◆ YOUR INSTRUCTIONS: Scan the entries below for the string "records" and copy every line where it turns up.

(Saved entries)
::::::
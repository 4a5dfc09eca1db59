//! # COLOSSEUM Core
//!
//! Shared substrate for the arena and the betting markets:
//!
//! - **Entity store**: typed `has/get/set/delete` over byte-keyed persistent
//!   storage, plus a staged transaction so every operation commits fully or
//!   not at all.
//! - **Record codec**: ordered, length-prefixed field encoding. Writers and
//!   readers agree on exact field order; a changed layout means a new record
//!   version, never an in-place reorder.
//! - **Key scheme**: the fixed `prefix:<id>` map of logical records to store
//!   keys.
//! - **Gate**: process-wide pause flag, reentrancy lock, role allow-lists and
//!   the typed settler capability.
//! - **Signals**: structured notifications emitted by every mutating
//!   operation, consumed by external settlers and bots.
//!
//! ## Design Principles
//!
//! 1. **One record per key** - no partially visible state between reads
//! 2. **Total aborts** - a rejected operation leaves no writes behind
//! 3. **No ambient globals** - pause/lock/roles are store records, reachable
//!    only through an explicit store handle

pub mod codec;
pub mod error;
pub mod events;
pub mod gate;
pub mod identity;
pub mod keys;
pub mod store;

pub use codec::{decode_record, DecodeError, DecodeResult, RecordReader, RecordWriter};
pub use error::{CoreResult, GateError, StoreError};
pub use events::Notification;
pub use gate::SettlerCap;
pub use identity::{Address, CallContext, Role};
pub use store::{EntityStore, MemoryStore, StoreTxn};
::::::
◆ ANSWER TO THE PROBLEM:
//! - **Key scheme**: the fixed `prefix:<id>` map of logical records to store
//! 3. **No ambient globals** - pause/lock/roles are store records, reachable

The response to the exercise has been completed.